Much to your surprise, no doubt, and to mine also when I first established the facts, wider tyres consume no more energy than narrower ones, all other things being equal. They have differently shaped tyre/road contact areas – the narrower tyre having a long and narrow one, the fatter tyre a shorter but wider one – but the end result is near enough the same, or possibly even favours the wider tyre. I think this phenomenon is also related to the fact that narrower tyres generally give more steering feedback (from the longer contact patch), but inferior road grip – in the dry, anyway. You can compare the A, B, C ratings between sizes, as the bands are the same for all car tyres in terms of the rolling resistance. To give some idea of the differences, rolling resistance of A-rated tyres might be as much as 30 per cent less than that of a C-rated tyre, and the possible benefits in fuel consumption amount to the order of three to five per cent.
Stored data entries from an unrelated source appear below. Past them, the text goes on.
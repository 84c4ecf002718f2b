//! Controller contract and reflection.
//!
//! # Responsibilities
//! - Define what a controller is (`Controller`) and how its actions are
//!   listed (`Reflect`, generated by `#[controller]`)
//! - Turn a controller value into a `ControllerEntry`: name, path override,
//!   actions with their annotations, hooks, exception boundary, overrides
//!
//! # Design Decisions
//! - The handler shape is checked by the compiler, not probed at runtime
//! - Capability probing happens once here; requests only clone the result
//! - Doc text without directives means "use the convention path"

use std::borrow::Cow;
use std::collections::HashSet;
use std::fmt;
use std::future::Future;
use std::sync::Arc;

use axum::http::Method;

use crate::annotation::{parse_doc, Annotation, AnnotationError};
use crate::dispatch::{
    BoxFuture, Capabilities, Dispatch, Hook, Middleware, Next, Outcome, Phase,
};
use crate::naming::camel_to_snake;

/// Handler pointer stored for each action.
pub type ActionFn<C> = for<'a> fn(&'a C, &'a mut Dispatch) -> BoxFuture<'a, Outcome>;

/// Action listing of a controller type. Implemented by `#[controller]`.
pub trait Reflect: Sized + Send + Sync + 'static {
    /// Declared type name, e.g. `UserProfile`.
    fn type_name() -> &'static str;

    fn actions() -> Vec<ActionDef<Self>>;
}

/// Minimal controller contract plus the optional structural hooks.
pub trait Controller: Reflect {
    /// Runs before every action of the controller.
    fn initialize(&self, dispatch: &mut Dispatch) -> impl Future<Output = Outcome> + Send {
        let _ = dispatch;
        std::future::ready(Ok(()))
    }

    /// Route segment override; defaults to the snake-cased type name.
    fn value(&self) -> Option<Cow<'static, str>> {
        None
    }

    /// Before-action hooks, in the order they run.
    fn before_action(&self) -> Vec<Hook> {
        Vec::new()
    }

    /// Exception boundary wrapped around the rest of the chain.
    fn exception(&self) -> Option<Arc<dyn Middleware>> {
        None
    }

    /// Dispatch overrides this controller provides.
    fn capabilities(this: &Arc<Self>) -> Capabilities {
        let _ = this;
        Capabilities::default()
    }
}

/// One handler-shaped method of a controller type.
pub struct ActionDef<C> {
    name: &'static str,
    doc: &'static str,
    handler: ActionFn<C>,
    methods: Option<Vec<Method>>,
    paths: Option<Vec<String>>,
}

impl<C> ActionDef<C> {
    pub fn new(name: &'static str, doc: &'static str, handler: ActionFn<C>) -> Self {
        Self {
            name,
            doc,
            handler,
            methods: None,
            paths: None,
        }
    }

    /// Verbs used when no annotation applies.
    pub fn with_methods(mut self, methods: Vec<Method>) -> Self {
        self.methods = Some(methods);
        self
    }

    /// Paths used when no annotation applies.
    pub fn with_paths(mut self, paths: Vec<String>) -> Self {
        self.paths = Some(paths);
        self
    }

    pub fn name(&self) -> &'static str {
        self.name
    }

    pub fn doc(&self) -> &'static str {
        self.doc
    }
}

#[derive(Debug, Clone, PartialEq, Eq, thiserror::Error)]
pub enum ReflectError {
    #[error("controller type has no name")]
    Unnamed,

    #[error("controller {0} exposes no actions")]
    NoActions(String),

    #[error("controller {controller} lists action {action} twice")]
    DuplicateAction { controller: String, action: String },
}

/// A reflected action, ready for route building.
pub struct Action {
    pub name: String,
    pub annotations: Vec<Annotation>,
    pub methods: Option<Vec<Method>>,
    pub paths: Option<Vec<String>>,
    pub(crate) endpoint: Arc<dyn Middleware>,
}

impl Action {
    /// Convention path: the snake-cased method name.
    pub fn path(&self) -> String {
        camel_to_snake(&self.name)
    }
}

impl fmt::Debug for Action {
    fn fmt(&self, f: &mut fmt::Formatter<'_>) -> fmt::Result {
        f.debug_struct("Action")
            .field("name", &self.name)
            .field("annotations", &self.annotations)
            .field("methods", &self.methods)
            .field("paths", &self.paths)
            .finish_non_exhaustive()
    }
}

/// A reflected controller.
pub struct ControllerEntry {
    pub name: String,
    pub value: Option<String>,
    pub actions: Vec<Action>,
    pub capabilities: Capabilities,
    pub(crate) hooks: Vec<Hook>,
    pub(crate) exception: Option<Arc<dyn Middleware>>,
    pub(crate) initializer: Arc<dyn Middleware>,
}

impl ControllerEntry {
    /// Route segment: the `value` override, else the snake-cased type name.
    pub fn path(&self) -> String {
        match &self.value {
            Some(value) => value.trim_matches('/').to_string(),
            None => camel_to_snake(&self.name),
        }
    }

    pub fn hook_count(&self) -> usize {
        self.hooks.len()
    }

    pub fn has_exception(&self) -> bool {
        self.exception.is_some()
    }
}

impl fmt::Debug for ControllerEntry {
    fn fmt(&self, f: &mut fmt::Formatter<'_>) -> fmt::Result {
        f.debug_struct("ControllerEntry")
            .field("name", &self.name)
            .field("value", &self.value)
            .field("actions", &self.actions)
            .field("capabilities", &self.capabilities)
            .field("hooks", &self.hooks.len())
            .field("exception", &self.exception.is_some())
            .finish()
    }
}

/// Reflects `controller` into a `ControllerEntry`.
pub fn reflect<C: Controller>(controller: Arc<C>) -> Result<ControllerEntry, ReflectError> {
    let name = C::type_name();
    if name.is_empty() {
        return Err(ReflectError::Unnamed);
    }

    let defs = C::actions();
    if defs.is_empty() {
        return Err(ReflectError::NoActions(name.to_string()));
    }

    let mut seen = HashSet::new();
    let mut actions = Vec::with_capacity(defs.len());
    for def in defs {
        if !seen.insert(def.name) {
            return Err(ReflectError::DuplicateAction {
                controller: name.to_string(),
                action: def.name.to_string(),
            });
        }
        let annotations = match parse_doc(def.doc) {
            Ok(annotations) => annotations,
            Err(AnnotationError::NoComments) => Vec::new(),
            Err(err) => {
                tracing::debug!(controller = name, action = def.name, error = %err, "annotations skipped");
                Vec::new()
            }
        };
        actions.push(Action {
            name: def.name.to_string(),
            annotations,
            methods: def.methods,
            paths: def.paths,
            endpoint: Arc::new(ActionEndpoint {
                controller: controller.clone(),
                handler: def.handler,
            }),
        });
    }

    Ok(ControllerEntry {
        name: name.to_string(),
        value: controller.value().map(Cow::into_owned),
        actions,
        capabilities: C::capabilities(&controller),
        hooks: controller.before_action(),
        exception: controller.exception(),
        initializer: Arc::new(Initializer { controller }),
    })
}

/// Runs `Controller::initialize` before the action.
struct Initializer<C> {
    controller: Arc<C>,
}

impl<C: Controller> Middleware for Initializer<C> {
    fn handle<'a>(&'a self, dispatch: &'a mut Dispatch, next: Next<'a>) -> BoxFuture<'a, Outcome> {
        Box::pin(async move {
            dispatch.enter(Phase::Executing);
            self.controller.initialize(&mut *dispatch).await?;
            next.run(dispatch).await
        })
    }
}

/// Last stage: the action itself.
struct ActionEndpoint<C> {
    controller: Arc<C>,
    handler: ActionFn<C>,
}

impl<C: Controller> Middleware for ActionEndpoint<C> {
    fn handle<'a>(&'a self, dispatch: &'a mut Dispatch, _next: Next<'a>) -> BoxFuture<'a, Outcome> {
        dispatch.enter(Phase::Executing);
        (self.handler)(&self.controller, dispatch)
    }
}
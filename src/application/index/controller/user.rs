use annoroute::dispatch::{boxed, hook, BoxFuture, Dispatch, Hook, Outcome};
use annoroute::{Controller, RouteRegistry};
use serde::Deserialize;
use serde_json::{json, Value};

#[derive(Deserialize)]
struct NewUser {
    name: String,
    #[serde(default)]
    email: Option<String>,
}

fn require_token(dispatch: &mut Dispatch) -> BoxFuture<'_, Outcome> {
    boxed(async move {
        if dispatch.header("x-token").is_none() && dispatch.arg("token").is_none() {
            return dispatch.fail(("token required", Value::Null, 401));
        }
        Ok(())
    })
}

pub struct User;

#[annoroute::controller]
impl User {
    /// @Get("profile/{id}")
    pub async fn show(&self, dispatch: &mut Dispatch) -> Outcome {
        let id = dispatch.param("id").unwrap_or_default().to_string();
        dispatch.success(("ok", json!({ "id": id })))
    }

    /// @Post
    pub async fn create(&self, dispatch: &mut Dispatch) -> Outcome {
        match dispatch.json::<NewUser>() {
            Ok(user) => dispatch.success(("created", json!({ "name": user.name, "email": user.email }))),
            Err(err) => dispatch.fail(("invalid body", json!({ "error": err.to_string() }), 422)),
        }
    }

    /// @Request(value="page", method="GET")
    pub async fn page(&self, dispatch: &mut Dispatch) -> Outcome {
        let name = dispatch.arg("name").unwrap_or_else(|| "guest".to_string());
        dispatch.assign("name", json!(name));
        dispatch.fetch(())
    }
}

impl Controller for User {
    fn before_action(&self) -> Vec<Hook> {
        vec![hook(require_token)]
    }
}

pub fn register(registry: &mut RouteRegistry) {
    annoroute::register!(registry, User);
}
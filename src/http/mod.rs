//! HTTP protocol handling subsystem.
//!
//! # Data Flow
//! ```text
//! TCP connection
//!     → server.rs (axum serve, graceful shutdown)
//!     → request id → trace span → timeout → body limit → panic guard
//!     → route table router (one endpoint per registration)
//!     → admin router (optional, bearer protected)
//! ```

pub mod server;

pub use server::{HttpServer, X_REQUEST_ID};
//! `#[controller]` attribute for annoroute.
//!
//! Placed on an inherent `impl` block, it leaves the block untouched and
//! generates an `annoroute::route::Reflect` impl that lists every
//! handler-shaped method together with its doc text:
//!
//! ```ignore
//! #[annoroute::controller]
//! impl User {
//!     /// @Get("profile")
//!     pub async fn show(&self, dispatch: &mut Dispatch) -> Outcome { .. }
//! }
//! ```
//!
//! A method is handler-shaped when it is `pub async`, takes `&self` plus a
//! single `&mut Dispatch`, and returns `Outcome`. Everything else in the
//! block is skipped, the same way the runtime reflector ignores methods
//! with a foreign signature.

use proc_macro::TokenStream;
use quote::quote;
use syn::{
    parse_macro_input, Attribute, Expr, ExprLit, FnArg, ImplItem, ImplItemFn, ItemImpl, Lit, Meta,
    ReturnType, Type, Visibility,
};

#[proc_macro_attribute]
pub fn controller(attr: TokenStream, item: TokenStream) -> TokenStream {
    if !attr.is_empty() {
        let attr = proc_macro2::TokenStream::from(attr);
        return syn::Error::new_spanned(attr, "#[controller] takes no arguments")
            .to_compile_error()
            .into();
    }

    let input = parse_macro_input!(item as ItemImpl);

    if let Some((_, path, _)) = &input.trait_ {
        return syn::Error::new_spanned(path, "#[controller] must be placed on an inherent impl block")
            .to_compile_error()
            .into();
    }

    let self_ty = &input.self_ty;
    let type_name = match type_ident(self_ty) {
        Some(name) => name,
        None => {
            return syn::Error::new_spanned(self_ty, "#[controller] needs a named self type")
                .to_compile_error()
                .into();
        }
    };

    let (impl_generics, _, where_clause) = input.generics.split_for_impl();

    let actions = input.items.iter().filter_map(|item| match item {
        ImplItem::Fn(method) if is_handler(method) => Some(method),
        _ => None,
    });

    let defs = actions.map(|method| {
        let ident = &method.sig.ident;
        let name = ident.to_string();
        let doc = doc_text(&method.attrs);
        quote! {
            ::annoroute::route::ActionDef::<Self>::new(
                #name,
                #doc,
                |this, dispatch| ::annoroute::dispatch::boxed(this.#ident(dispatch)),
            )
        }
    });

    let expanded = quote! {
        #input

        impl #impl_generics ::annoroute::route::Reflect for #self_ty #where_clause {
            fn type_name() -> &'static str {
                #type_name
            }

            fn actions() -> ::std::vec::Vec<::annoroute::route::ActionDef<Self>> {
                ::std::vec![#(#defs),*]
            }
        }
    };

    expanded.into()
}

/// Last path segment of the self type; references and parentheses are looked through.
fn type_ident(ty: &Type) -> Option<String> {
    match ty {
        Type::Path(path) => path.path.segments.last().map(|s| s.ident.to_string()),
        Type::Reference(reference) => type_ident(&reference.elem),
        Type::Paren(paren) => type_ident(&paren.elem),
        Type::Group(group) => type_ident(&group.elem),
        _ => None,
    }
}

fn is_handler(method: &ImplItemFn) -> bool {
    let sig = &method.sig;
    if !matches!(method.vis, Visibility::Public(_)) || sig.asyncness.is_none() {
        return false;
    }
    if sig.inputs.len() != 2 {
        return false;
    }

    let mut inputs = sig.inputs.iter();
    let receiver_ok = matches!(
        inputs.next(),
        Some(FnArg::Receiver(receiver)) if receiver.reference.is_some() && receiver.mutability.is_none()
    );
    let dispatch_ok = match inputs.next() {
        Some(FnArg::Typed(arg)) => match arg.ty.as_ref() {
            Type::Reference(reference) => {
                reference.mutability.is_some() && last_segment_is(&reference.elem, "Dispatch")
            }
            _ => false,
        },
        _ => false,
    };
    let output_ok = match &sig.output {
        ReturnType::Type(_, ty) => last_segment_is(ty, "Outcome"),
        ReturnType::Default => false,
    };

    receiver_ok && dispatch_ok && output_ok
}

fn last_segment_is(ty: &Type, expected: &str) -> bool {
    match ty {
        Type::Path(path) => path
            .path
            .segments
            .last()
            .map(|segment| segment.ident == expected)
            .unwrap_or(false),
        _ => false,
    }
}

/// Joins `#[doc = "..."]` attributes the way rustdoc renders `///` lines.
fn doc_text(attrs: &[Attribute]) -> String {
    let mut lines = Vec::new();
    for attr in attrs {
        if !attr.path().is_ident("doc") {
            continue;
        }
        if let Meta::NameValue(meta) = &attr.meta {
            if let Expr::Lit(ExprLit { lit: Lit::Str(text), .. }) = &meta.value {
                let value = text.value();
                for line in value.lines() {
                    lines.push(line.strip_prefix(' ').unwrap_or(line).to_string());
                }
            }
        }
    }
    lines.join("\n")
}
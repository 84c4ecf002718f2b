//! Shutdown coordination for the server.

use tokio::sync::broadcast;

/// Coordinator for graceful shutdown.
///
/// Provides a broadcast channel that all long-running tasks can subscribe to.
pub struct Shutdown {
    tx: broadcast::Sender<()>,
}

impl Shutdown {
    pub fn new() -> Self {
        let (tx, _) = broadcast::channel(1);
        Self { tx }
    }

    pub fn subscribe(&self) -> broadcast::Receiver<()> {
        self.tx.subscribe()
    }

    /// Trigger the shutdown signal.
    pub fn trigger(&self) {
        let _ = self.tx.send(());
    }

    /// Number of tasks still listening.
    pub fn receiver_count(&self) -> usize {
        self.tx.receiver_count()
    }
}

impl Default for Shutdown {
    fn default() -> Self {
        Self::new()
    }
}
But the gains are possibly greater in some circumstances, as the rating measurements are made for tyres rolling in a straight line, as on a motorway or straight road. The energy absorbed by any tyre increases significantly when the tyres are flexing internally when turning a corner, and in low speed manoeuvres like three-point turns, and also when parking, so the differences in such conditions between tyres can be significantly greater in terms of fuel usage, particularly perhaps if you live in a rural area with bendy roads, and even more so if you tend to corner enthusiastically.
Doc D

One Response

  1. Two points re FRR tyres,

    The German ADAC test results showed tyre width to be significant, they showed that the best LRR wide tyre was comparable to the worst tyre of a next profile down.
    In other words simply doing down in tyre width was as good ( or better) than all teh research the tyre buyer could undertake.

    The test company Emission Analytics have performed tests and concluded LRR is significant for fuel economy when the vehicle is driven at speeds such as motorway legal limits, at medium speeds 40 to 50 mph LRR is of modest benefit. at slow speeds 30 – 40 mph, no benefit in fuel consumption.